The Red Man's on the Warpath provides a superb account of the impact of the Second World War on attitudes held by English Canadians about First Nations people. Scott Sheffield examines these attitudes in a two-pronged analysis that highlights the images of the 'administrative Indian' held by government officials and the 'public Indian' held by the general non-Native population between 1930 and 1948. Ultimately, Sheffield identifies two dichotomous themes concerning the public and administrative images of Native Canadians. First, English Canada's view of Aboriginals proved to be flexible and adaptable; several negative stereotypes of Native Canadians were modified to account for Aboriginal support of Canada's war effort. But Sheffield also highlights the continuity of established opinions about Canada's Native population that saw policy-makers and the public refuse to abandon deeply rooted assumptions about the superiority of English-Canadian culture. These assumptions allowed assimilation to be championed as the ideal path for Native Canadians to follow when postwar legislative changes on the status of Aboriginals were considered.
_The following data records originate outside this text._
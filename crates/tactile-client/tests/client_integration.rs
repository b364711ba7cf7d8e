//! End-to-end tests: [`ProtocolClient`] talking to a real `tactile-server`
//! over a localhost WebSocket.
//!
//! ```text
//! ProtocolClient ──WebSocketConnector──► ws://127.0.0.1:<ephemeral> ──► serve()
//!                                                                       └─ SimulatedDiscovery
//! ```

use std::sync::Arc;
use std::time::Duration;

use tactile_client::infrastructure::connector::WebSocketConnector;
use tactile_client::{ClientError, ClientEvent, ClientOptions, ProtocolClient};
use tactile_core::protocol::messages::{
    DeviceIndexMessage, DeviceMessageType, SpeedSubcommand, VibrateCmd,
};
use tactile_core::{ErrorCode, Message, MessageVersion};
use tactile_server::application::discovery::{DeviceEvent, DiscoveryBackend};
use tactile_server::infrastructure::simulated::{SimulatedDevice, SimulatedDiscovery};
use tactile_server::infrastructure::transport::{serve, BackendFactory};
use tactile_server::ServerOptions;
use tokio::net::TcpListener;
use tokio::sync::mpsc;
use tokio_util::sync::CancellationToken;

fn backends() -> BackendFactory {
    Arc::new(|events: mpsc::UnboundedSender<DeviceEvent>| {
        let device = Arc::new(
            SimulatedDevice::new("Twin Wand", "twin-1")
                .with_vibrators(2)
                .with_battery(0.6),
        );
        let backend: Arc<dyn DiscoveryBackend> =
            Arc::new(SimulatedDiscovery::new("sim", events).with_device(device));
        vec![backend]
    })
}

/// Starts a server on an ephemeral port and returns a connector for it.
async fn start_server(max_ping_time_ms: u32) -> (WebSocketConnector, CancellationToken) {
    let listener = TcpListener::bind("127.0.0.1:0").await.expect("bind");
    let addr = listener.local_addr().expect("addr");
    let shutdown = CancellationToken::new();
    let options = ServerOptions {
        server_name: "Client Test".to_string(),
        max_ping_time_ms,
    };
    tokio::spawn(serve(listener, options, backends(), shutdown.clone()));
    (WebSocketConnector::new(format!("ws://{addr}")), shutdown)
}

async fn next_event(events: &mut mpsc::UnboundedReceiver<ClientEvent>) -> ClientEvent {
    tokio::time::timeout(Duration::from_secs(5), events.recv())
        .await
        .expect("timed out waiting for event")
        .expect("event channel closed")
}

#[tokio::test]
async fn test_full_session_against_real_server() {
    // Arrange
    let (connector, shutdown) = start_server(0).await;
    let (client, mut events) = ProtocolClient::connect(&connector, ClientOptions::new("e2e"))
        .await
        .expect("connect");
    assert_eq!(client.server_info().server_name, "Client Test");

    // Act: scan, which finds the device and finishes on its own.
    client.start_scanning().await.expect("start scanning");

    // Assert: both events arrive; their relative order is not fixed.
    let mut device = None;
    let mut finished = 0;
    while device.is_none() || finished == 0 {
        match next_event(&mut events).await {
            ClientEvent::DeviceAdded(added) => device = Some(added),
            ClientEvent::ScanningFinished => finished += 1,
            other => panic!("unexpected event {other:?}"),
        }
    }
    let device = device.expect("device announced");
    assert_eq!(device.device_index, 1);
    assert!(device
        .device_messages
        .contains_key(&DeviceMessageType::VibrateCmd));

    let listed = client.request_device_list().await.expect("device list");
    assert_eq!(listed, vec![device]);

    let reply = client
        .send_device_command(Message::VibrateCmd(VibrateCmd {
            id: 0,
            device_index: 1,
            speeds: vec![
                SpeedSubcommand {
                    index: 0,
                    speed: 0.5,
                },
                SpeedSubcommand {
                    index: 1,
                    speed: 1.0,
                },
            ],
        }))
        .await
        .expect("vibrate");
    assert!(matches!(reply, Message::Ok(_)));

    let battery = client
        .send_device_command(Message::BatteryLevelCmd(DeviceIndexMessage {
            id: 0,
            device_index: 1,
        }))
        .await
        .expect("battery");
    match battery {
        Message::BatteryLevelReading(reading) => assert_eq!(reading.battery_level, 0.6),
        other => panic!("expected BatteryLevelReading, got {other:?}"),
    }

    client.stop_all_devices().await.expect("stop all");
    shutdown.cancel();
}

#[tokio::test]
async fn test_device_error_surfaces_as_server_error() {
    let (connector, shutdown) = start_server(0).await;
    let (client, _events) = ProtocolClient::connect(&connector, ClientOptions::new("e2e"))
        .await
        .expect("connect");

    let err = client
        .send_device_command(Message::StopDeviceCmd(DeviceIndexMessage {
            id: 0,
            device_index: 42,
        }))
        .await
        .unwrap_err();

    assert_eq!(err.server_code(), Some(ErrorCode::Device));
    shutdown.cancel();
}

#[tokio::test]
async fn test_v1_client_receives_widened_device_list() {
    let (connector, shutdown) = start_server(0).await;
    let options = ClientOptions::new("legacy").with_version(MessageVersion::V1);
    let (client, mut events) = ProtocolClient::connect(&connector, options)
        .await
        .expect("connect");

    client.start_scanning().await.expect("start scanning");
    while !matches!(next_event(&mut events).await, ClientEvent::DeviceAdded(_)) {}

    let listed = client.request_device_list().await.expect("device list");
    assert_eq!(listed.len(), 1);
    assert_eq!(
        listed[0].device_messages[&DeviceMessageType::VibrateCmd].feature_count,
        Some(2)
    );
    shutdown.cancel();
}

#[tokio::test]
async fn test_keep_alive_outlives_max_ping_time() {
    // Arrange
    let (connector, shutdown) = start_server(200).await;
    let (client, _events) = ProtocolClient::connect(&connector, ClientOptions::new("e2e"))
        .await
        .expect("connect");

    // Act: stay idle for three ping windows.
    tokio::time::sleep(Duration::from_millis(600)).await;

    // Assert: the keep-alive kept the session up.
    assert_eq!(client.start_scanning().await, Ok(()));
    shutdown.cancel();
}

#[tokio::test]
async fn test_requests_fail_after_server_shutdown() {
    let (connector, shutdown) = start_server(0).await;
    let (client, mut events) = ProtocolClient::connect(&connector, ClientOptions::new("e2e"))
        .await
        .expect("connect");

    shutdown.cancel();
    loop {
        if next_event(&mut events).await == ClientEvent::Disconnected {
            break;
        }
    }

    let result = client.ping().await;
    assert!(matches!(result, Err(ClientError::Request(_))));
}
impl DeviceManager {
    /// Creates a manager and the receiving end of its device event channel.
    ///
    /// `version` is the session's negotiated schema version; it is read every
    /// time a capability map is advertised.
    pub fn new(
        version: Arc<AtomicU32>,
        events: mpsc::UnboundedSender<ServerEvent>,
        logger: ClientLogger,
    ) -> (Self, mpsc::UnboundedReceiver<DeviceEvent>) {
        let (device_events, device_rx) = mpsc::unbounded_channel();
        let manager = Self {
            registry: Mutex::new(Registry::default()),
            next_index: AtomicU32::new(1),
            version,
            scan: ScanCoordinator::new(events.clone()),
            events,
            device_events,
            logger,
        };
        (manager, device_rx)
    }

    /// Sender that discovery back-ends push their events onto.
    pub fn device_event_sender(&self) -> mpsc::UnboundedSender<DeviceEvent> {
        self.device_events.clone()
    }

    pub fn add_backend(&self, backend: Arc<dyn DiscoveryBackend>) {
        self.scan.add_backend(backend);
    }

    pub fn scan(&self) -> &ScanCoordinator {
        &self.scan
    }

    /// Consumes device events until `shutdown` fires or the channel closes.
    pub fn spawn_event_pump(
        self: &Arc<Self>,
        mut device_rx: mpsc::UnboundedReceiver<DeviceEvent>,
        shutdown: CancellationToken,
    ) -> JoinHandle<()> {
        let manager = Arc::clone(self);
        tokio::spawn(async move {
            loop {
                let event = tokio::select! {
                    _ = shutdown.cancelled() => break,
                    event = device_rx.recv() => match event {
                        Some(event) => event,
                        None => break,
                    },
                };
                debug!("device event: {event:?}");
                match event {
                    DeviceEvent::DeviceFound(adapter) => manager.on_device_discovered(adapter).await,
                    DeviceEvent::DeviceRemoved { identifier } => {
                        manager.on_device_removed(&identifier).await
                    }
                    DeviceEvent::ScanningFinished { backend } => {
                        manager.scan.on_backend_finished(&backend)
                    }
                }
            }
            debug!("device event pump stopped");
        })
    }

    // ── Discovery callbacks ───────────────────────────────────────────────────

    /// Registers a newly found device and announces it to the client.
    ///
    /// Devices with an empty identifier, or whose identifier is already
    /// connected, are ignored.  A device seen before reuses its old index.
    pub async fn on_device_discovered(&self, adapter: Arc<dyn DeviceAdapter>) {
        let identifier = adapter.identifier().to_string();
        if identifier.is_empty() {
            debug!("ignoring device {:?} with empty identifier", adapter.name());
            return;
        }
        if self.is_connected(&identifier) {
            debug!("ignoring duplicate report for {identifier}");
            return;
        }

        if let Err(e) = adapter.initialize().await {
            self.logger.warn(format!(
                "device {} ({identifier}) failed to initialize: {e}",
                adapter.name()
            ));
            return;
        }

        let name = adapter.name().to_string();
        let attributes = adapter.message_attributes();
        let registration = {
            let mut registry = self.lock();
            if registry
                .connected
                .values()
                .any(|entry| entry.identifier == identifier)
            {
                Registration::Duplicate
            } else {
                let index = self.take_index(&mut registry, &identifier);
                registry.connected.insert(
                    index,
                    DeviceEntry {
                        identifier: identifier.clone(),
                        name: name.clone(),
                        attributes: attributes.clone(),
                        adapter,
                    },
                );
                Registration::Registered(index)
            }
        };

        let Registration::Registered(index) = registration else {
            debug!("{identifier} connected concurrently; dropping second report");
            return;
        };

        self.logger
            .info(format!("device {name} ({identifier}) added as index {index}"));
        let added = Message::DeviceAdded(DeviceAddedMessage {
            id: SERVER_MESSAGE_ID,
            device_index: index,
            device_name: name,
            device_messages: advertised(&attributes, self.version()),
        });
        let _ = self.events.send(ServerEvent::Message(added));
    }

    /// Removes every connected record with `identifier` and announces each
    /// removal.
    pub async fn on_device_removed(&self, identifier: &str) {
        let removed: Vec<(u32, DeviceEntry)> = {
            let mut registry = self.lock();
            let indices: Vec<u32> = registry
                .connected
                .iter()
                .filter(|(_, entry)| entry.identifier == identifier)
                .map(|(&index, _)| index)
                .collect();
            let mut removed = Vec::with_capacity(indices.len());
            for index in indices {
                if let Some(entry) = registry.connected.remove(&index) {
                    registry
                        .retired
                        .entry(identifier.to_string())
                        .or_default()
                        .insert(index);
                    removed.push((index, entry));
                }
            }
            removed
        };

        match removed.len() {
            0 => error!("removal reported for {identifier}, but no connected device has it"),
            1 => {}
            n => error!("{n} connected devices shared identifier {identifier}"),
        }

        for (index, entry) in removed {
            self.logger.info(format!(
                "device {} ({identifier}) at index {index} removed",
                entry.name
            ));
            let msg = Message::DeviceRemoved(DeviceIndexMessage {
                id: SERVER_MESSAGE_ID,
                device_index: index,
            });
            let _ = self.events.send(ServerEvent::Message(msg));
        }
    }

    // ── Queries ───────────────────────────────────────────────────────────────

    /// Connected devices with capabilities filtered for the negotiated version.
    pub fn list_devices(&self) -> Vec<DeviceInfo> {
        let version = self.version();
        self.lock()
            .connected
            .iter()
            .map(|(&index, entry)| DeviceInfo {
                device_index: index,
                device_name: entry.name.clone(),
                device_messages: advertised(&entry.attributes, version),
            })
            .collect()
    }

    pub fn device_count(&self) -> usize {
        self.lock().connected.len()
    }

    // ── Command routing ───────────────────────────────────────────────────────

    /// Routes a request the session did not handle itself.
    ///
    /// # Errors
    ///
    /// `ERROR_DEVICE` for device faults and unknown indices, `ERROR_MSG` for
    /// message types this server does not route.
    pub async fn dispatch(
        &self,
        msg: Message,
        cancel: &CancellationToken,
    ) -> Result<Message, ProtocolError> {
        match msg {
            Message::StartScanning(m) => {
                self.scan.start().await?;
                Ok(Message::ok(m.id))
            }
            Message::StopScanning(m) => {
                self.scan.stop().await?;
                Ok(Message::ok(m.id))
            }
            Message::StopAllDevices(m) => {
                self.stop_all_devices(cancel).await?;
                Ok(Message::ok(m.id))
            }
            Message::RequestDeviceList(m) => Ok(Message::DeviceList(DeviceListMessage {
                id: m.id,
                devices: self.list_devices(),
            })),
            Message::StopDeviceCmd(m) => {
                self.forward(m.id, m.device_index, DeviceCommand::Stop, cancel)
                    .await
            }
            Message::SingleMotorVibrateCmd(m) => {
                let command = self.upgrade_single_motor(m.device_index, m.speed)?;
                self.forward(m.id, m.device_index, command, cancel).await
            }
            Message::VibrateCmd(m) => {
                self.forward(m.id, m.device_index, DeviceCommand::Vibrate(m.speeds), cancel)
                    .await
            }
            Message::RotateCmd(m) => {
                self.forward(m.id, m.device_index, DeviceCommand::Rotate(m.rotations), cancel)
                    .await
            }
            Message::LinearCmd(m) => {
                self.forward(m.id, m.device_index, DeviceCommand::Linear(m.vectors), cancel)
                    .await
            }
            Message::BatteryLevelCmd(m) => {
                self.forward(m.id, m.device_index, DeviceCommand::BatteryLevel, cancel)
                    .await
            }
            other => Err(MessageError::Unhandled { name: other.name() }.into()),
        }
    }

    /// Sends a stop command to every connected device.
    ///
    /// Failures do not end the iteration; they are collected per device.
    ///
    /// # Errors
    ///
    /// [`DeviceError::StopAllFailed`] listing every device that failed.
    pub async fn stop_all_devices(&self, cancel: &CancellationToken) -> Result<(), DeviceError> {
        let targets: Vec<(u32, Arc<dyn DeviceAdapter>)> = self
            .lock()
            .connected
            .iter()
            .map(|(&index, entry)| (index, Arc::clone(&entry.adapter)))
            .collect();

        let mut failures = Vec::new();
        for (index, adapter) in targets {
            if let Err(error) = run_command(adapter.as_ref(), DeviceCommand::Stop, cancel).await {
                warn!("failed to stop device {index}: {error}");
                failures.push(DeviceFailure { index, error });
            }
        }

        if failures.is_empty() {
            Ok(())
        } else {
            Err(DeviceError::StopAllFailed(failures))
        }
    }

    /// Disconnects every adapter and empties the registry.
    pub async fn disconnect_all(&self) {
        let entries: Vec<DeviceEntry> = {
            let mut registry = self.lock();
            std::mem::take(&mut registry.connected).into_values().collect()
        };
        for entry in entries {
            debug!("disconnecting {}", entry.identifier);
            entry.adapter.disconnect().await;
        }
    }

    async fn forward(
        &self,
        id: u32,
        device_index: u32,
        command: DeviceCommand,
        cancel: &CancellationToken,
    ) -> Result<Message, ProtocolError> {
        let (adapter, attributes) = {
            let registry = self.lock();
            let entry = registry
                .connected
                .get(&device_index)
                .ok_or(DeviceError::UnknownDevice(device_index))?;
            (Arc::clone(&entry.adapter), entry.attributes.clone())
        };

        validate_command(device_index, &command, &attributes)?;

        match run_command(adapter.as_ref(), command, cancel).await? {
            DeviceOutput::Done => Ok(Message::ok(id)),
            DeviceOutput::BatteryLevel(battery_level) => {
                Ok(Message::BatteryLevelReading(BatteryLevelReading {
                    id,
                    device_index,
                    battery_level,
                }))
            }
        }
    }

    /// Turns a legacy single-speed command into a `VibrateCmd` that drives
    /// every vibrator of the device at the same speed.
    fn upgrade_single_motor(&self, device_index: u32, speed: f64) -> Result<DeviceCommand, DeviceError> {
        let registry = self.lock();
        let entry = registry
            .connected
            .get(&device_index)
            .ok_or(DeviceError::UnknownDevice(device_index))?;
        let feature_count = entry
            .attributes
            .get(&DeviceMessageType::VibrateCmd)
            .and_then(|a| a.feature_count)
            .ok_or(DeviceError::UnsupportedMessage {
                index: device_index,
                message: DeviceMessageType::SingleMotorVibrateCmd.name(),
            })?;
        Ok(DeviceCommand::Vibrate(
            (0..feature_count)
                .map(|index| SpeedSubcommand { index, speed })
                .collect(),
        ))
    }

    fn is_connected(&self, identifier: &str) -> bool {
        self.lock()
            .connected
            .values()
            .any(|entry| entry.identifier == identifier)
    }

    /// Picks the index for `identifier`: its lowest retired index, or a new one.
    fn take_index(&self, registry: &mut Registry, identifier: &str) -> u32 {
        if let Some(indices) = registry.retired.get_mut(identifier) {
            if indices.len() > 1 {
                error!(
                    "{} retired indices recorded for {identifier}; reusing the lowest",
                    indices.len()
                );
            }
            let reused = indices.pop_first();
            if indices.is_empty() {
                registry.retired.remove(identifier);
            }
            if let Some(index) = reused {
                return index;
            }
        }
        self.next_index.fetch_add(1, Ordering::SeqCst)
    }

    fn version(&self) -> MessageVersion {
        MessageVersion::try_from(self.version.load(Ordering::SeqCst))
            .unwrap_or(MessageVersion::CURRENT)
    }

    fn lock(&self) -> MutexGuard<'_, Registry> {
        self.registry
            .lock()
            .unwrap_or_else(|poisoned| poisoned.into_inner())
    }
}
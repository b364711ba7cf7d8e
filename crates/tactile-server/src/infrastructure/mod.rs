//! Infrastructure layer of the Tactile server.
//!
//! Contains the outward-facing adapters: simulated hardware, the TOML
//! configuration store and the WebSocket transport.
//!
//! **Dependency rule**: this layer may depend on `application` and
//! `tactile_core`, but MUST NOT be imported by the `application` layer.

pub mod simulated;
pub mod storage;
pub mod transport;
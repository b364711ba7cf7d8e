//! Discovery back-end contract.
//!
//! A back-end (Bluetooth LE, serial, HID, a simulator) is told to start and
//! stop scanning.  Everything it finds is pushed as a [`DeviceEvent`] onto the
//! channel it was built with; the device manager consumes that channel.

use std::fmt;
use std::sync::Arc;

use async_trait::async_trait;
#[cfg(test)]
use mockall::automock;
use tactile_core::DeviceError;

use super::device::DeviceAdapter;

/// Event pushed by a discovery back-end.
#[derive(Clone)]
pub enum DeviceEvent {
    /// A device was found and is ready to be initialized.
    DeviceFound(Arc<dyn DeviceAdapter>),
    /// A previously found device went away.
    DeviceRemoved { identifier: String },
    /// The named back-end stopped scanning.
    ScanningFinished { backend: String },
}

impl fmt::Debug for DeviceEvent {
    fn fmt(&self, f: &mut fmt::Formatter<'_>) -> fmt::Result {
        match self {
            DeviceEvent::DeviceFound(adapter) => f
                .debug_struct("DeviceFound")
                .field("name", &adapter.name())
                .field("identifier", &adapter.identifier())
                .finish(),
            DeviceEvent::DeviceRemoved { identifier } => f
                .debug_struct("DeviceRemoved")
                .field("identifier", identifier)
                .finish(),
            DeviceEvent::ScanningFinished { backend } => f
                .debug_struct("ScanningFinished")
                .field("backend", backend)
                .finish(),
        }
    }
}

/// A source of devices.
#[cfg_attr(test, automock)]
#[async_trait]
pub trait DiscoveryBackend: Send + Sync {
    /// Name used in logs and in `ScanningFinished` events.
    fn name(&self) -> String;

    async fn start_scanning(&self) -> Result<(), DeviceError>;

    async fn stop_scanning(&self) -> Result<(), DeviceError>;

    /// `true` while a scan is in progress.
    fn is_scanning(&self) -> bool;
}
//! Infrastructure layer of the Tactile client.
//!
//! **Dependency rule**: this layer may depend on `tactile_core` but MUST NOT
//! import the `application` layer.

pub mod connector;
Sheffield divides his book into three parts. In the first, he examines the mindset of government officials and the public regarding Native Canadians during the 1930s. In this period, senior Indian Affairs Branch bureaucrats adopted a 'uniformly negative and derogatory' view of their Aboriginal charges. This monolithic administrative opinion was not matched by popular conceptions of Native Canadians. Sheffield adroitly uses print media advertisements to demonstrate that English Canada's primary image of Aboriginals centred on their exoticism and the concept of the 'noble savage.' But this romantic stereotype was countered by traditional viewpoints that emphasized the 'debauched and pathetic' state of Native Canadians, who were prone to criminal behaviour and alcoholism. [End Page 559] These perceived weaknesses also cultivated widely accepted theories that Canada's First Nations were inevitably destined to vanish as a race.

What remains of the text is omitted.